Accuracy of MRI in detecting the ACL lesions remain relatively high and unchanged with age, however when it comes to detecting the type and location of meniscal lesions, accuracy of MRI was found to be lower in subjects older than 40 years. Regarding the chondral lesions, while lower rates were found in older age group, accuracy rates were found to be lower than for other pathologies.
Investigation of age as a factor in accuracy of magnetic resonance imaging (MRI) in various knee joint pathologies.
This prospective cohort study was approved by local ethical committee. The subjects comprise of patients for whom arthroscopic intervention was planned and had undergone standardized MRI between May 2015 and May 2016. The subjects were grouped according to their ages; below 40 (Group 1, n=30) and 40 and above (Group 2, n=30). Sensitivity, specificity, and accuracy rates of MRI in anterior cruciate ligament (ACL), meniscal, and chondral lesions, as well as the type and location of meniscal lesions as verified by arthroscopy, were compared among groups.
The sections were evaluated by a radiologist blinded to the arthroscopy results. The statistical analyses were performed on SPSS 22.0 and Medcalc 14. Fisher exact test, Cohen’s kappa statistics, Monte Carlo method, Fisher’s Z transformation and student t-test were utilized. Significance level was set at p<0.05.
The sensitivity of MRI in detecting ACL lesions was 100% for both groups. Specificity and accuracy rates were 100% in group 1, 96.2% and 96.7% in group 2, respectively. A high degree of agreement was observed between MRI and arthroscopy in both groups (Kappa coefficients: 1.000 in group 1 (p<0.001), 0.870 in group 2 (p<0.001)).
In detection of medial meniscal lesions, MRI exerted sensitivity, specificity, and accuracy rates respectively as 70%, 95%, and 86.7% in group 1, and 81.8%, 87.5%, and 83.3% in group 2 with high degree of agreement in both groups (Kappa coefficients: 0.684 and 0.619 (p<0.001)). Accuracy for the type of medial meniscal tears was 86.7% for group 1, 80% for group 2; for the location of the tear accuracy was 86.7% and 76.7%.

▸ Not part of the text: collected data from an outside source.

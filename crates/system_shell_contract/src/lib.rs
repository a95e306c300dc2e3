//! Shared shell command contracts used by the headless shell engine, the content renderers, and the
//! terminal UI.
//!
//! This crate is intentionally runtime-agnostic. It defines serializable command metadata, parsed
//! command lines, completion payloads, rendered output, and shell side-effect intents without
//! depending on Leptos, browser APIs, or desktop runtime internals.

#![warn(missing_docs, rustdoc::broken_intra_doc_links)]

use serde::{Deserialize, Serialize};

/// Visibility policy for registered commands.
#[derive(Debug, Clone, Copy, PartialEq, Eq, Serialize, Deserialize)]
#[serde(rename_all = "kebab-case")]
pub enum CommandVisibility {
    /// Command is listed in help and completion.
    Public,
    /// Command is callable but omitted from help and completion.
    Hidden,
}

/// Registration metadata for one verb.
#[derive(Debug, Clone, PartialEq, Eq, Serialize, Deserialize)]
pub struct CommandDescriptor {
    /// Verb typed as the first token of a command line.
    pub name: String,
    /// One-line description shown by `help`.
    pub summary: String,
    /// Visibility policy.
    pub visibility: CommandVisibility,
    /// Whether the verb is on the argument-taking allowlist.
    ///
    /// Verbs without this flag render a generic usage line whenever arguments are supplied.
    pub accepts_args: bool,
}

impl CommandDescriptor {
    /// Creates a public verb that takes no arguments.
    pub fn public(name: impl Into<String>, summary: impl Into<String>) -> Self {
        Self {
            name: name.into(),
            summary: summary.into(),
            visibility: CommandVisibility::Public,
            accepts_args: false,
        }
    }

    /// Creates a hidden verb that takes no arguments.
    pub fn hidden(name: impl Into<String>) -> Self {
        Self {
            name: name.into(),
            summary: String::new(),
            visibility: CommandVisibility::Hidden,
            accepts_args: false,
        }
    }

    /// Marks the verb as argument-taking.
    pub fn with_args(mut self) -> Self {
        self.accepts_args = true;
        self
    }

    /// Returns whether the verb is listed in help and completion.
    pub fn is_public(&self) -> bool {
        self.visibility == CommandVisibility::Public
    }
}

/// A command line split into its verb and argument tokens.
#[derive(Debug, Clone, PartialEq, Eq, Serialize, Deserialize)]
pub struct ParsedCommand {
    /// Raw line as entered.
    pub raw: String,
    /// First whitespace-delimited token, empty for blank lines.
    pub verb: String,
    /// Remaining whitespace-delimited tokens.
    pub args: Vec<String>,
}

impl ParsedCommand {
    /// Splits `raw` into verb and arguments.
    pub fn parse(raw: &str) -> Self {
        let mut tokens = raw.split_whitespace().map(str::to_string);
        let verb = tokens.next().unwrap_or_default();
        Self {
            raw: raw.to_string(),
            verb,
            args: tokens.collect(),
        }
    }

    /// Returns whether the line contains no tokens at all.
    pub fn is_blank(&self) -> bool {
        self.verb.is_empty()
    }
}

/// One completion candidate.
#[derive(Debug, Clone, PartialEq, Eq, Serialize, Deserialize)]
pub struct CompletionItem {
    /// Text inserted into the input line.
    pub value: String,
    /// Human-readable label shown in the hint list.
    pub label: String,
}

impl CompletionItem {
    /// Candidate whose label equals its value.
    pub fn plain(value: impl Into<String>) -> Self {
        let value = value.into();
        Self {
            label: value.clone(),
            value,
        }
    }

    /// Candidate with a distinct display label.
    pub fn labeled(value: impl Into<String>, label: impl Into<String>) -> Self {
        Self {
            value: value.into(),
            label: label.into(),
        }
    }
}

/// Classification of one rendered log entry.
#[derive(Debug, Clone, Copy, PartialEq, Eq, Serialize, Deserialize)]
#[serde(rename_all = "kebab-case")]
pub enum OutputKind {
    /// Blank placeholder for empty submissions.
    Blank,
    /// Normal renderer output.
    Content,
    /// Invalid argument shape.
    Usage,
    /// Unknown verb.
    NotFound,
}

/// One inline piece of rendered output.
#[derive(Debug, Clone, PartialEq, Eq, Serialize, Deserialize)]
#[serde(tag = "kind", rename_all = "kebab-case")]
pub enum OutputSegment {
    /// Plain text.
    Text {
        /// Text payload.
        text: String,
    },
    /// Emphasized text.
    Highlight {
        /// Text payload.
        text: String,
    },
    /// Clickable text that re-runs `command` through the shell's replay path.
    Replay {
        /// Displayed label.
        label: String,
        /// Command line submitted on activation.
        command: String,
    },
    /// Clickable text that opens `url` outside the shell.
    Link {
        /// Displayed label.
        label: String,
        /// Target URL.
        url: String,
    },
}

impl OutputSegment {
    /// Plain text segment.
    pub fn text(text: impl Into<String>) -> Self {
        Self::Text { text: text.into() }
    }

    /// Emphasized text segment.
    pub fn highlight(text: impl Into<String>) -> Self {
        Self::Highlight { text: text.into() }
    }

    /// Replay link whose label is the command itself.
    pub fn replay(command: impl Into<String>) -> Self {
        let command = command.into();
        Self::Replay {
            label: command.clone(),
            command,
        }
    }

    /// External link segment.
    pub fn link(label: impl Into<String>, url: impl Into<String>) -> Self {
        Self::Link {
            label: label.into(),
            url: url.into(),
        }
    }

    /// Returns the visible text of the segment.
    pub fn display_text(&self) -> &str {
        match self {
            Self::Text { text } | Self::Highlight { text } => text,
            Self::Replay { label, .. } | Self::Link { label, .. } => label,
        }
    }
}

/// One rendered line.
#[derive(Debug, Clone, PartialEq, Eq, Default, Serialize, Deserialize)]
pub struct OutputLine {
    /// Inline segments in display order.
    pub segments: Vec<OutputSegment>,
}

impl OutputLine {
    /// Line holding a single plain-text segment.
    pub fn text(text: impl Into<String>) -> Self {
        Self {
            segments: vec![OutputSegment::text(text)],
        }
    }

    /// Line built from explicit segments.
    pub fn from_segments(segments: Vec<OutputSegment>) -> Self {
        Self { segments }
    }

    /// Concatenated visible text.
    pub fn display_text(&self) -> String {
        self.segments
            .iter()
            .map(OutputSegment::display_text)
            .collect()
    }
}

/// Rendered output for one log entry.
#[derive(Debug, Clone, PartialEq, Eq, Serialize, Deserialize)]
pub struct CommandOutput {
    /// Output classification.
    pub kind: OutputKind,
    /// Rendered lines.
    pub lines: Vec<OutputLine>,
}

impl CommandOutput {
    /// Blank placeholder.
    pub fn blank() -> Self {
        Self {
            kind: OutputKind::Blank,
            lines: Vec::new(),
        }
    }

    /// Renderer content.
    pub fn content(lines: Vec<OutputLine>) -> Self {
        Self {
            kind: OutputKind::Content,
            lines,
        }
    }

    /// Content made of plain-text lines.
    pub fn text_lines<I, S>(lines: I) -> Self
    where
        I: IntoIterator<Item = S>,
        S: Into<String>,
    {
        Self::content(lines.into_iter().map(OutputLine::text).collect())
    }

    /// `command not found: <raw>` line.
    pub fn not_found(raw: &str) -> Self {
        Self {
            kind: OutputKind::NotFound,
            lines: vec![OutputLine::text(format!("command not found: {raw}"))],
        }
    }

    /// Usage output built from explicit lines.
    pub fn usage(lines: Vec<OutputLine>) -> Self {
        Self {
            kind: OutputKind::Usage,
            lines,
        }
    }

    /// Visible text, one string per line.
    pub fn display_lines(&self) -> Vec<String> {
        self.lines.iter().map(OutputLine::display_text).collect()
    }
}

/// Where an external URL should open.
#[derive(Debug, Clone, Copy, PartialEq, Eq, Serialize, Deserialize)]
#[serde(rename_all = "kebab-case")]
pub enum UrlTarget {
    /// New browsing context.
    NewTab,
    /// Current browsing context (used for `mailto:`).
    SameTab,
}

impl UrlTarget {
    /// Browser target name.
    pub const fn as_str(self) -> &'static str {
        match self {
            Self::NewTab => "_blank",
            Self::SameTab => "_self",
        }
    }
}

/// Side-effect intent produced by a fresh submission.
#[derive(Debug, Clone, PartialEq, Eq, Serialize, Deserialize)]
#[serde(tag = "kind", rename_all = "kebab-case")]
pub enum ShellEffect {
    /// Open a URL outside the shell.
    OpenUrl {
        /// URL to open.
        url: String,
        /// Browsing-context target.
        target: UrlTarget,
    },
    /// Empty the command log.
    ClearLog,
}

impl ShellEffect {
    /// `OpenUrl` into a new tab.
    pub fn open_new_tab(url: impl Into<String>) -> Self {
        Self::OpenUrl {
            url: url.into(),
            target: UrlTarget::NewTab,
        }
    }
}

/// Structured shell error classification.
#[derive(Debug, Clone, Copy, PartialEq, Eq, Serialize, Deserialize)]
#[serde(rename_all = "kebab-case")]
pub enum ShellErrorCode {
    /// User input violated command usage.
    Usage,
    /// The command was not found.
    NotFound,
}

/// Error emitted by verb lookup or renderers.
#[derive(Debug, Clone, PartialEq, Eq, Serialize, Deserialize)]
pub struct ShellError {
    /// Error category.
    pub code: ShellErrorCode,
    /// Human-readable lines; usage errors may carry more than one.
    pub lines: Vec<OutputLine>,
}

impl ShellError {
    /// Creates a usage error with one plain-text line.
    pub fn usage(message: impl Into<String>) -> Self {
        Self::usage_lines(vec![OutputLine::text(message)])
    }

    /// Creates a usage error with explicit lines.
    pub fn usage_lines(lines: Vec<OutputLine>) -> Self {
        Self {
            code: ShellErrorCode::Usage,
            lines,
        }
    }

    /// Converts the error into rendered output.
    pub fn into_output(self) -> CommandOutput {
        match self.code {
            ShellErrorCode::Usage => CommandOutput::usage(self.lines),
            ShellErrorCode::NotFound => CommandOutput {
                kind: OutputKind::NotFound,
                lines: self.lines,
            },
        }
    }
}

impl std::fmt::Display for ShellError {
    fn fmt(&self, f: &mut std::fmt::Formatter<'_>) -> std::fmt::Result {
        let text = self
            .lines
            .iter()
            .map(OutputLine::display_text)
            .collect::<Vec<_>>()
            .join("\n");
        f.write_str(&text)
    }
}

impl std::error::Error for ShellError {}

/// Opaque registration token returned by the command registry.
#[derive(Debug, Clone, Copy, PartialEq, Eq, PartialOrd, Ord, Hash, Serialize, Deserialize)]
pub struct CommandRegistrationToken(pub u64);

#[cfg(test)]
mod tests {
    use pretty_assertions::assert_eq;

    use super::*;

    #[test]
    fn parse_splits_verb_and_trimmed_args() {
        let parsed = ParsedCommand::parse("  projects   go 4 ");
        assert_eq!(parsed.verb, "projects");
        assert_eq!(parsed.args, vec!["go", "4"]);
        assert_eq!(parsed.raw, "  projects   go 4 ");
    }

    #[test]
    fn blank_line_has_no_verb() {
        assert!(ParsedCommand::parse("   ").is_blank());
        assert!(ParsedCommand::parse("").is_blank());
    }

    #[test]
    fn shell_effect_serializes_with_kind_tag() {
        let value = serde_json::to_value(ShellEffect::open_new_tab("https://example.com"))
            .expect("serialize effect");
        assert_eq!(
            value,
            serde_json::json!({
                "kind": "open-url",
                "url": "https://example.com",
                "target": "new-tab",
            })
        );
    }

    #[test]
    fn usage_error_renders_as_usage_output() {
        let output = ShellError::usage("Usage: about").into_output();
        assert_eq!(output.kind, OutputKind::Usage);
        assert_eq!(output.display_lines(), vec!["Usage: about"]);
    }
}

Sensitivity rates were lower for both groups regarding the detection of lateral meniscal lesions (64.3% for group 1, 12.5% for group 2). Specificity rates were 100%, yielding accuracy rates of 83.3% for group 1, and 76.7% for group 2. Degrees of agreement were high for group 1, low for group 2 (Kappa coefficients: 0.658 (p<0.001), 0.173 (p=0.092)). For determining the type of lateral meniscal tears, the accuracy was 80% for both groups; while in determining the location of the tear accuracy rates were 80% and 76.7%.

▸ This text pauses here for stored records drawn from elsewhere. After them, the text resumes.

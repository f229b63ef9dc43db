//! Error race detection.
//!
//! Several configuration errors are mutually exclusive in practice, but the
//! tracker cannot know which one (if any) the CLI will report. One watcher
//! per candidate runs concurrently against the same log path, and the
//! detector waits for *all* of them to settle before deciding.
//!
//! Waiting for all is deliberate: a candidate that times out quickly can
//! settle before a slower candidate that actually matches, so first-settled
//! -wins would produce false negatives under scheduler jitter. Every watcher
//! carries a hard timeout, so waiting for the full set is still bounded.

use std::path::Path;

use tracing::debug;

use crate::milestones::{ERROR_CANDIDATES, ErrorKind};
use crate::watcher::{CancelToken, WatchBudget, watch};

/// Race all error-candidate watchers and resolve to the highest-priority
/// match, or [`ErrorKind::None`] when nothing matched within the budget.
///
/// The watchers are read-only against the log file, so running them on
/// concurrent threads is data-race-free. Priority is the candidates'
/// declaration order, independent of which thread finishes first.
pub fn detect_first_error(path: &Path, budget: WatchBudget, token: &CancelToken) -> ErrorKind {
    let verdicts: Vec<bool> = std::thread::scope(|s| {
        let handles: Vec<_> = ERROR_CANDIDATES
            .iter()
            .map(|kind| s.spawn(move || watch(path, kind.term(), budget, token).found()))
            .collect();
        handles
            .into_iter()
            .map(|h| h.join().unwrap_or(false))
            .collect()
    });

    for (kind, found) in ERROR_CANDIDATES.into_iter().zip(verdicts) {
        if found {
            debug!(?kind, "configuration error detected");
            return kind;
        }
    }
    ErrorKind::None
}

Chondral lesions were detected with a sensitivity of 57.1% in group 1 and 77.3% in group 2. While specificity was 78.3% and 50%, accuracy rates were 73.3% and 70%. A low degree of agreement was found between MRI and arthroscopy for both groups.
Accuracy of MRI in detecting the ACL lesions remain relatively high and unchanged with age, however when it comes to detecting the type and location of meniscal lesions, accuracy of MRI was found to be lower in subjects older than 40 years. Regarding the chondral lesions, while lower rates were found in older age group, accuracy rates were found to be lower than for other pathologies. In conclusion, age is found to be a determining factor in the accuracy of MRI in detection of pathologies regarding knee joint.